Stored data
BEGIN

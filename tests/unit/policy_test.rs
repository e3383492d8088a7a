//! File and URL policy through a session context.

use tollgate::config::FileSettings;
use tollgate::policy::{FilePolicy, SessionContext, UrlPolicy};

use crate::common::TestContext;

#[test]
fn test_read_then_edit_workflow() {
    let ctx = TestContext::new();
    ctx.create_file("src/main.rs", "fn main() {}");
    let policy = FilePolicy::new(ctx.workspace(), FileSettings::default());
    let session = SessionContext::new();

    let err = policy.check_edit("src/main.rs", session.access()).unwrap_err();
    assert_eq!(err.category(), "policy");

    policy.record_read("src/main.rs", session.access()).unwrap();
    let resolved = policy.check_edit("src/../src/main.rs", session.access()).unwrap();
    assert_eq!(resolved, ctx.workspace().join("src/main.rs"));

    session.reset();
    assert!(policy.check_edit("src/main.rs", session.access()).is_err());
}

#[test]
fn test_absolute_and_relative_spellings_agree() {
    let ctx = TestContext::new();
    let file = ctx.create_file("notes.md", "x");
    let policy = FilePolicy::new(ctx.workspace(), FileSettings::default());
    let session = SessionContext::new();

    policy
        .record_read(&file.display().to_string(), session.access())
        .unwrap();
    assert!(policy.check_edit("notes.md", session.access()).is_ok());
}

#[test]
fn test_new_file_exempt_from_read_requirement() {
    let ctx = TestContext::new();
    let policy = FilePolicy::new(ctx.workspace(), FileSettings::default());
    let session = SessionContext::new();
    assert!(policy.check_edit("fresh.rs", session.access()).is_ok());
    assert!(policy.check_create("fresh.rs").is_ok());
}

#[test]
fn test_default_protected_paths() {
    let ctx = TestContext::new();
    let policy = FilePolicy::new(ctx.workspace(), FileSettings::default());
    #[cfg(unix)]
    assert!(policy.check_create("/etc/tollgate-test.conf").is_err());
    #[cfg(windows)]
    assert!(policy.check_create(r"C:\Windows\tollgate-test.ini").is_err());
}

#[test]
fn test_url_policy_with_session() {
    let session = SessionContext::new();
    let policy = UrlPolicy::new(&[]).unwrap();

    assert!(policy.check("https://docs.rs/tokio", &session).is_ok());
    assert!(policy.check("https://paste.example.org/abc", &session).is_err());

    session.add_user_url("https://paste.example.org/abc");
    assert!(policy.check("https://paste.example.org/abc", &session).is_ok());
}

END

Copy out the lines above that hold the string "paste".

    assert!(policy.check("https://paste.example.org/abc", &session).is_err());
    session.add_user_url("https://paste.example.org/abc");
    assert!(policy.check("https://paste.example.org/abc", &session).is_ok());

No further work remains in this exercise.